El número que más incomoda al oficialismo es uno muy preciso. Según el relevamiento del politólogo Pablo Salinas, en sus primeros 822 días de gestión Milei pasó 111 de ellos fuera del territorio nacional. Es decir, uno de cada siete días de gobierno transcurrió en el exterior. El ritmo promedia un viaje cada 23 días, lo que lo convierte, por lejos, en el presidente argentino con mayor actividad internacional de la historia reciente. El detalle que vuelve ese dato más difícil de justificar es el mapa de esos destinos: de sus 36 viajes, 16 fueron a Estados Unidos.

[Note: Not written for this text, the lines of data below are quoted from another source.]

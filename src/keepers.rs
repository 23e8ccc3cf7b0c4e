use serde::{Deserialize, Serialize};

use crate::domain::{KeeperRecord, RosterId};

#[derive(Debug, Clone, PartialEq, Serialize, Deserialize)]
#[serde(rename_all = "camelCase")]
pub struct KeeperReport {
    pub roster_id: RosterId,
    pub keepers: usize,
    pub above_average: usize,
    pub league_average: f64,
    /// Percentage, 0-100
    pub success_rate: f64,
}

/// Share of kept players whose season total beat the league keeper average, as a percentage
pub fn keeper_success_rate(kept_totals: &[f64], league_average: f64) -> f64 {
    if kept_totals.is_empty() {
        return 0.0;
    }

    let above = count_above(kept_totals, league_average);
    above as f64 / kept_totals.len() as f64 * 100.0
}

/// Mean season points over every keeper in the league
pub fn league_keeper_average(keepers: &[KeeperRecord]) -> f64 {
    if keepers.is_empty() {
        return 0.0;
    }

    keepers.iter().map(|k| k.season_points).sum::<f64>() / keepers.len() as f64
}

pub fn roster_keeper_report(keepers: &[KeeperRecord], roster_id: RosterId) -> KeeperReport {
    let league_average = league_keeper_average(keepers);
    let kept_totals: Vec<f64> = keepers
        .iter()
        .filter(|k| k.roster_id == roster_id)
        .map(|k| k.season_points)
        .collect();

    KeeperReport {
        roster_id,
        keepers: kept_totals.len(),
        above_average: count_above(&kept_totals, league_average),
        league_average,
        success_rate: keeper_success_rate(&kept_totals, league_average),
    }
}

fn count_above(totals: &[f64], average: f64) -> usize {
    totals.iter().filter(|&&total| total > average).count()
}
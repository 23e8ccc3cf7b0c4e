use crate::config::TradeSettings;

/// Rounds up to this one are keeper slots and never traded
pub const LAST_KEEPER_ROUND: u32 = 6;

pub fn pick_value(round: u32, settings: &TradeSettings) -> f64 {
    settings
        .pick_values
        .get(&round)
        .copied()
        .unwrap_or(settings.default_pick_value)
}

/// Display name of a round: the first tradeable round is the "1st round"
pub fn pick_round_label(round: u32) -> String {
    if round <= LAST_KEEPER_ROUND {
        return format!("Keeper round {}", round);
    }

    match round - LAST_KEEPER_ROUND {
        1 => "1st round".to_string(),
        2 => "2nd round".to_string(),
        3 => "3rd round".to_string(),
        n @ 4..=6 => format!("{}th round", n),
        _ => "7th+ round".to_string(),
    }
}
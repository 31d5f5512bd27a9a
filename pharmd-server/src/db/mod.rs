//! Database layer: bootstrap, pool, migrations, and repositories

pub mod bootstrap;
pub mod migrations;
pub mod pool;
pub mod repos;

pub use bootstrap::{ensure_database, CatalogError, EnsureStatus};
pub use pool::{create_admin_pool, create_pool, create_pool_with_options};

Los socios del Mercosur, en cambio, recibieron visitas exprés que en muchos casos no llegaron a computar siquiera un día completo de estadía.

El costo de esa hiperactividad tampoco es menor. Solo en 2024, el gobierno nacional registró 645 viajes entre el presidente y su gabinete, con un gasto total estimado en 1.763 millones de pesos entre pasajes, hospedajes y viáticos. Los tres desembolsos más abultados fueron vuelos privados contratados por Milei: el traslado a Sun Valley para la llamada "conferencia de los multimillonarios" costó 344 millones de pesos, el vuelo a París para la inauguración de los Juegos Olímpicos insumió 314 millones, y el traslado a Nueva York para la Asamblea General de la ONU sumó otros 302 millones. Todo esto en el mismo año en que el ajuste libertario recortaba jubilaciones, salarios estatales y transferencias a las provincias.

Pero más allá del gasto, el patrón de los viajes dice algo sobre la orientación real de la política exterior argentina. De los diez principales socios comerciales del país según el INDEC, Milei visitó apenas cinco, y en la mayoría de esos casos la motivación no fue comercial. Las cinco visitas a España no incluyeron ninguna reunión con empresarios de primer nivel ni acuerdos bilaterales de peso. Las dieciséis visitas a Estados Unidos tienen su propia lógica: varias respondieron a negociaciones con el Fondo Monetario Internacional, pero otras tantas fueron a la Conferencia Política de Acción Conservadora (CPAC), al evento Escudo de las Américas convocado por Trump o a reuniones con Elon Musk. En lo que va de 2026, ya viajó dos veces al país norteamericano antes de esta semana.

El fenómeno tiene nombre y es difícil disimularlo: la política exterior de Milei está construida sobre una lógica ideológica antes que institucional. Los destinos no responden a una agenda de inserción comercial o diplomática sino a una red de afinidades políticas que cruza el Atlántico. Trump en Washington, Bolsonaro en Brasil, Meloni en Roma, Abascal en Madrid, Netanyahu en Jerusalén. El canciller, Pablo Quirno, ocupa un lugar llamativamente marginal en la dinámica: los datos oficiales revelan que los propios ministros de Relaciones Exteriores figuran muy abajo en el listado de funcionarios que viajan con el Presidente, muy por detrás de Karina Milei, quien participó de más de 60 vuelos junto a su hermano desde que asumió.

Esta semana la agenda tuvo además un ruido extra: el viaje de Manuel Adorni, jefe de Gabinete, junto a su esposa en la comitiva presidencial generó una controversia que el oficialismo intentó apagar rápidamente y con escaso éxito. En un gobierno que hizo del gasto público el enemigo central de su discurso, cada detalle de esa naturaleza amplifica la contradicción.

Milei volvió hoy a la Argentina. La semana que viene habrá agenda doméstica, sesiones en el Congreso y el escándalo de la criptomoneda $LIBRA que no da tregua. Pero si la estadística de los últimos dos años sirve de guía, el próximo viaje al exterior no tardará más de tres semanas en llegar.